Pollan also addresses animal happiness, which in the case of domestic animals is probably best represented by a life on Polyface farm. Yes, they die in the end, but chickens don’t survive so well in the wild, either. So if we end consumption of the meat of domestic animals, that could very well lead to the extinction of one or more domestic animals...Is that a good thing? Pollan points out that these animals have evolved to become dependent on humans, and it was, at least until recently, a successful evolutionary adaptation.
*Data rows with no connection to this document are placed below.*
#[cfg(test)]
mod tests {
    use super::*;

    fn hash(byte: u8) -> Hash {
        Hash::from_bytes([byte; 20])
    }

    /// Linear history a <- b <- c with `main` at c and `old` at a.
    fn linear() -> InMemoryAccessor {
        let mut fixture = RepositoryFixture::default();
        fixture.revisions = vec![
            RevisionData::new(hash(1), "a"),
            RevisionData::new(hash(2), "b").with_parents(vec![hash(1)]),
            RevisionData::new(hash(3), "c").with_parents(vec![hash(2)]),
        ];
        fixture.heads.insert("main".into(), hash(3));
        fixture.heads.insert("old".into(), hash(1));
        InMemoryAccessor::from_fixture(fixture)
    }

    #[test]
    fn journal_records_calls() {
        let accessor = linear();
        accessor.query_head().unwrap();
        accessor.query_references(ReferenceTypes::ALL).unwrap();
        assert_eq!(accessor.calls(), vec!["query_head", "query_references"]);
        assert_eq!(accessor.call_count("query_head"), 1);
    }

    #[test]
    fn injected_fault_fires_once() {
        let accessor = linear();
        accessor.fail_next("query_head", AccessorError::operation("query_head", "boom"));
        assert!(accessor.query_head().is_err());
        assert!(accessor.query_head().is_ok());
    }

    #[test]
    fn observer_sees_every_call() {
        let accessor = linear();
        let seen = Arc::new(Mutex::new(Vec::new()));
        let sink = Arc::clone(&seen);
        accessor.on_call(move |operation| sink.lock().unwrap().push(operation.to_string()));
        accessor.query_head().unwrap();
        accessor.query_tags().unwrap();
        assert_eq!(*seen.lock().unwrap(), vec!["query_head", "query_tags"]);
    }

    #[test]
    fn references_respect_requested_types() {
        let accessor = linear();
        let data = accessor
            .query_references(ReferenceTypes::LOCAL_BRANCHES)
            .unwrap();
        assert_eq!(data.heads.as_ref().map(Vec::len), Some(2));
        assert!(data.remotes.is_none());
        assert!(data.tags.is_none());
        let main = data.heads.unwrap().into_iter().find(|b| b.name == "main").unwrap();
        assert!(main.is_current);
    }

    #[test]
    fn unknown_revision_is_a_domain_conflict() {
        let accessor = linear();
        let err = accessor.query_revision(&hash(9)).unwrap_err();
        assert!(matches!(err, AccessorError::UnknownRevision { .. }));
    }

    #[test]
    fn create_existing_branch_conflicts() {
        let accessor = linear();
        let err = accessor
            .create_branch(&CreateBranchParameters {
                name: "main".into(),
                starting_revision: "HEAD".into(),
                checkout: false,
            })
            .unwrap_err();
        assert_eq!(err, AccessorError::BranchAlreadyExists { name: "main".into() });
    }

    #[test]
    fn unmerged_and_containing_queries() {
        let accessor = linear();
        accessor
            .create_branch(&CreateBranchParameters {
                name: "side".into(),
                starting_revision: hash(2).to_hex(),
                checkout: false,
            })
            .unwrap();
        let unmerged = accessor
            .query_branches(&QueryBranchesParameters::new(
                BranchRestriction::Local,
                BranchQueryMode::Unmerged(hash(2)),
            ))
            .unwrap();
        assert_eq!(unmerged.len(), 1);
        assert_eq!(unmerged[0].name, "main");

        let containing = accessor
            .query_branches(&QueryBranchesParameters::new(
                BranchRestriction::All,
                BranchQueryMode::Contains(hash(2)),
            ))
            .unwrap();
        let names: Vec<_> = containing.iter().map(|b| b.name.as_str()).collect();
        assert_eq!(names, vec!["main", "side"]);
    }

    #[test]
    fn fast_forward_merge_moves_current_branch() {
        let accessor = linear();
        accessor
            .reset(&ResetParameters {
                revision: hash(1).to_hex(),
                mode: Default::default(),
            })
            .unwrap();
        accessor
            .merge(&MergeParameters {
                revisions: vec![hash(3).to_hex()],
                ..Default::default()
            })
            .unwrap();
        assert_eq!(accessor.fixture().heads["main"], hash(3));
        let reflog = accessor.query_reflog("refs/heads/main").unwrap();
        assert_eq!(reflog[0].message, "merge: Fast-forward");
        assert_eq!(reflog.len(), 2);
    }

    #[test]
    fn fetch_with_prune_mirrors_upstream() {
        let accessor = linear();
        accessor.modify(|f| {
            f.remote_branches.insert("origin/gone".into(), hash(1));
            f.upstream
                .entry("origin".into())
                .or_default()
                .insert("main".into(), hash(3));
        });
        accessor
            .fetch(&FetchParameters {
                remote: Some("origin".into()),
                prune: true,
                tags: false,
            })
            .unwrap();
        let remotes = accessor.fixture().remote_branches;
        assert_eq!(remotes.len(), 1);
        assert_eq!(remotes["origin/main"], hash(3));
    }

    #[test]
    fn fixture_parses_from_json() {
        let json = format!(
            r#"{{"heads": {{"main": "{}"}}, "head": {{"type": "attached", "branch": "main"}}}}"#,
            hash(7)
        );
        let accessor = InMemoryAccessor::from_fixture(RepositoryFixture::from_json(&json).unwrap());
        assert_eq!(accessor.dereference("main").unwrap().hash, hash(7));
    }
}
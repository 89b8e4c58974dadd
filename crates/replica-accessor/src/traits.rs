//! The [`RepositoryAccessor`] trait: every round-trip replica makes to the
//! external repository.

use replica_types::{Hash, ReferenceTypes};

use crate::error::Result;
use crate::params::{
    BranchRestriction, CreateBranchParameters, CreateTagParameters, DeleteBranchParameters,
    FetchParameters, MergeParameters, PullParameters, QueryBranchesParameters,
    QueryRevisionsParameters, ResetParameters,
};
use crate::records::{
    BranchData, ConfigParameterData, HeadData, NoteData, ReferencesData, ReflogRecordData,
    RemoteData, RepositoryStateData, RevisionData, StashedStateData, StatusData, SubmoduleData,
    TagData, UserData,
};

/// Query and command interface of the external repository.
///
/// Every method is one blocking round-trip. Implementations must be
/// thread-safe (`Send + Sync`); callers never hold an internal cache lock
/// while a method runs. Asynchronous callers run these on a blocking pool.
///
/// Mutations only report success or failure. Callers re-query whatever state
/// they need afterwards, so the cache is only ever updated from data the
/// external tool reported.
pub trait RepositoryAccessor: Send + Sync {
    // ---- Queries ----

    fn query_config(&self) -> Result<Vec<ConfigParameterData>>;

    /// Query references of the requested kinds in one round-trip.
    fn query_references(&self, types: ReferenceTypes) -> Result<ReferencesData>;

    fn query_branches(
        &self,
        parameters: &QueryBranchesParameters,
    ) -> Result<Vec<BranchData>>;

    /// Query a single branch by short name. Returns `Ok(None)` if it does not
    /// exist.
    fn query_branch(&self, name: &str, remote: bool) -> Result<Option<BranchData>> {
        let restriction = if remote {
            BranchRestriction::Remote
        } else {
            BranchRestriction::Local
        };
        let parameters = QueryBranchesParameters {
            restriction,
            ..Default::default()
        };
        Ok(self
            .query_branches(&parameters)?
            .into_iter()
            .find(|b| b.name == name))
    }

    fn query_tags(&self) -> Result<Vec<TagData>>;

    /// Query a single tag by name. Returns `Ok(None)` if it does not exist.
    fn query_tag(&self, name: &str) -> Result<Option<TagData>> {
        Ok(self.query_tags()?.into_iter().find(|t| t.name == name))
    }

    /// Query one commit. Fails with
    /// [`AccessorError::UnknownRevision`](crate::AccessorError::UnknownRevision)
    /// if it does not exist.
    fn query_revision(&self, hash: &Hash) -> Result<RevisionData>;

    /// History query, newest first.
    fn query_revisions(
        &self,
        parameters: &QueryRevisionsParameters,
    ) -> Result<Vec<RevisionData>>;

    /// Resolve an expression (hash, reference name, ...) to a commit.
    fn dereference(&self, expression: &str) -> Result<RevisionData>;

    /// Reflog of a reference (by full name), newest first.
    fn query_reflog(&self, reference: &str) -> Result<Vec<ReflogRecordData>>;

    fn query_head(&self) -> Result<HeadData>;

    fn query_stash(&self) -> Result<Vec<StashedStateData>>;

    fn query_notes(&self) -> Result<Vec<NoteData>>;

    fn query_remotes(&self) -> Result<Vec<RemoteData>>;

    fn query_submodules(&self) -> Result<Vec<SubmoduleData>>;

    fn query_users(&self) -> Result<Vec<UserData>>;

    fn query_status(&self) -> Result<StatusData>;

    fn query_repository_state(&self) -> Result<RepositoryStateData>;

    // ---- Mutations ----

    fn create_branch(&self, parameters: &CreateBranchParameters) -> Result<()>;

    fn rename_branch(&self, old_name: &str, new_name: &str) -> Result<()>;

    fn delete_branch(&self, parameters: &DeleteBranchParameters) -> Result<()>;

    /// Move a local branch that is not checked out to `target`.
    fn reset_branch(&self, name: &str, target: &Hash) -> Result<()>;

    fn create_tag(&self, parameters: &CreateTagParameters) -> Result<()>;

    fn delete_tag(&self, name: &str) -> Result<()>;

    /// Reset `HEAD` (and the branch it is attached to) to a revision.
    fn reset(&self, parameters: &ResetParameters) -> Result<()>;

    fn merge(&self, parameters: &MergeParameters) -> Result<()>;

    fn fetch(&self, parameters: &FetchParameters) -> Result<()>;

    fn pull(&self, parameters: &PullParameters) -> Result<()>;

    /// Delete remote branches that no longer exist on `remote`.
    fn prune(&self, remote: &str) -> Result<()>;
}
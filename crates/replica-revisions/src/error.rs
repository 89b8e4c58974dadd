//! Error types for revision cache operations.

use replica_accessor::AccessorError;
use replica_types::ErrorKind;
use thiserror::Error;

#[derive(Debug, Clone, PartialEq, Eq, Error)]
pub enum RevisionError {
    #[error(transparent)]
    Accessor(#[from] AccessorError),

    /// A blocking task running the query panicked or was cancelled.
    #[error("background task failed: {message}")]
    Task { message: String },
}

impl RevisionError {
    pub fn kind(&self) -> ErrorKind {
        match self {
            Self::Accessor(err) => err.kind(),
            Self::Task { .. } => ErrorKind::ExternalOperation,
        }
    }
}

/// Convenience type alias for revision cache operations.
pub type Result<T> = std::result::Result<T, RevisionError>;
fn describe_head(repository: &Repository) -> String {
    match repository.head().core().pointer() {
        Pointer::Branch(branch) => branch.short_name(),
        Pointer::Unborn(name) => name,
        Pointer::Revision(revision) => revision.hash().short_hex(),
        other => other.full_name(),
    }
}

async fn cmd_load(
    args: LoadArgs,
    config: RepositoryConfig,
    format: OutputFormat,
) -> anyhow::Result<()> {
    let repository = open_repository(&args.fixture, config).await?;
    let summary = LoadSummary::of(&repository);
    if format == OutputFormat::Json {
        return print_json(&summary);
    }

    println!(
        "{} Loaded {}",
        "✓".green().bold(),
        args.fixture.display().to_string().bold()
    );
    match (&summary.head_revision, summary.detached) {
        (Some(hash), true) => println!("  HEAD detached at {}", hash.short_hex().yellow()),
        (Some(hash), false) => println!(
            "  On branch {} ({})",
            summary.head.yellow().bold(),
            hash.short_hex().dimmed()
        ),
        (None, _) => println!(
            "  On branch {} {}",
            summary.head.yellow().bold(),
            "(no commits yet)".dimmed()
        ),
    }
    println!(
        "  References: {} branches, {} remote branches, {} tags, {} stashes",
        summary.branches.to_string().bold(),
        summary.remote_branches.to_string().bold(),
        summary.tags.to_string().bold(),
        summary.stashes.to_string().bold()
    );
    if !summary.remotes.is_empty() {
        println!("  Remotes: {}", summary.remotes.join(", ").cyan());
    }
    if let Some(identity) = &summary.identity {
        println!("  Identity: {identity}");
    }
    println!(
        "  Notes: {}, submodules: {}, contributors: {}",
        summary.notes, summary.submodules, summary.contributors
    );
    if summary.state != RepositoryStateData::Clean {
        println!("  State: {}", format!("{:?}", summary.state).yellow());
    }
    if summary.status.is_clean() {
        println!("  Working tree {}", "clean".green());
    } else {
        println!(
            "  Working tree: {} staged, {} unstaged, {} unmerged",
            summary.status.staged().to_string().yellow(),
            summary.status.unstaged().to_string().yellow(),
            summary.status.unmerged.to_string().red()
        );
    }
    Ok(())
}

// ---------------------------------------------------------------------------
// refs
// ---------------------------------------------------------------------------

fn reference_types(kind: Option<RefKind>) -> ReferenceTypes {
    match kind {
        Some(RefKind::Branch) => ReferenceTypes::LOCAL_BRANCHES,
        Some(RefKind::Remote) => ReferenceTypes::REMOTE_BRANCHES,
        Some(RefKind::Tag) => ReferenceTypes::TAGS,
        None => ReferenceTypes::REFERENCES,
    }
}

async fn cmd_refs(
    args: RefsArgs,
    config: RepositoryConfig,
    format: OutputFormat,
) -> anyhow::Result<()> {
    let repository = open_repository(&args.fixture, config).await?;
    let state = RefsState::capture(repository.refs(), reference_types(args.kind));
    if format == OutputFormat::Json {
        return print_json(&state);
    }

    let current = repository
        .head()
        .current_branch()
        .map(|branch| branch.key());
    for entry in state.entries() {
        let name = entry.key.short_name();
        let hash = entry.hash.short_hex();
        match entry.key.reference_type {
            ReferenceType::LocalBranch if current.as_ref() == Some(&entry.key) => {
                println!("* {} {}", name.green().bold(), hash.dimmed())
            }
            ReferenceType::LocalBranch => println!("  {} {}", name, hash.dimmed()),
            ReferenceType::RemoteBranch => println!("  {} {}", name.red(), hash.dimmed()),
            ReferenceType::Tag => println!("  {} {}", name.yellow(), hash.dimmed()),
            _ => println!("  {} {}", entry.key, hash.dimmed()),
        }
    }
    if args.kind.is_none() {
        for stash in repository.stash().all() {
            println!(
                "  {} {}",
                stash.reference_name().cyan(),
                stash.hash().short_hex().dimmed()
            );
        }
    }
    if state.is_empty() {
        println!("No references.");
    }
    Ok(())
}

// ---------------------------------------------------------------------------
// diff, fetch, pull
// ---------------------------------------------------------------------------

async fn diff_fixtures(
    before: &Path,
    after: &Path,
    config: RepositoryConfig,
) -> anyhow::Result<RefsDiff> {
    let old = open_repository(before, config.clone()).await?;
    let new = open_repository(after, config).await?;
    Ok(RefsDiff::calculate(
        &RefsState::capture(old.refs(), ReferenceTypes::REFERENCES),
        &RefsState::capture(new.refs(), ReferenceTypes::REFERENCES),
    ))
}

fn print_diff(diff: &RefsDiff, format: OutputFormat) -> anyhow::Result<()> {
    if format == OutputFormat::Json {
        return print_json(diff);
    }
    if diff.is_empty() {
        println!("No reference changes.");
        return Ok(());
    }
    for change in diff {
        let line = change.to_string();
        match change.change_type {
            ChangeType::Added => println!("{}", line.green()),
            ChangeType::Removed => println!("{}", line.red()),
            ChangeType::Moved => println!("{}", line.yellow()),
        }
    }
    println!(
        "{} added, {} removed, {} moved",
        diff.additions(),
        diff.removals(),
        diff.moves()
    );
    Ok(())
}

async fn cmd_diff(
    args: DiffArgs,
    config: RepositoryConfig,
    format: OutputFormat,
) -> anyhow::Result<()> {
    let diff = diff_fixtures(&args.before, &args.after, config).await?;
    print_diff(&diff, format)
}

async fn fetch_fixture(args: &FetchArgs, config: RepositoryConfig) -> anyhow::Result<RefsDiff> {
    let repository = open_repository(&args.fixture, config).await?;
    let parameters = FetchParameters {
        remote: args.remote.clone(),
        prune: args.prune,
        tags: true,
    };
    let diff = repository.fetch(&parameters)?;
    repository.dispose();
    Ok(diff)
}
Something that Pollan mentions, which I don’t think he needed to, is the “Vegetarian’s Dilemma”. He says that he feels like a burden on people when he goes to their house for dinner, and that vegetarianism makes life more complicated or more difficult or something, etc.
But…really? I don’t see this at all with my vegetarian friends. In fact, I enjoy accommodating them because it makes me cook new vegetarian things that I wouldn’t have otherwise. I don’t necessarily think anything is lost by not eating meat, as Pollan seems to imply, but I also don’t see any moral reason not to. But I think it's becoming more and more well known that Americans eat too much meat. And in the current state of our food system and environment, the more vegetarians the better. More restaurants offering more vegetarian options, more people eating vegetarian meals at home, and more people just being exposed to the reasons to not eat meat would be an improvement.
Anyway, read the book if you haven’t, or if you’re too lazy, go see the movie version. And ya know what’s good either vegetarian or omnivorous? BURRITOS.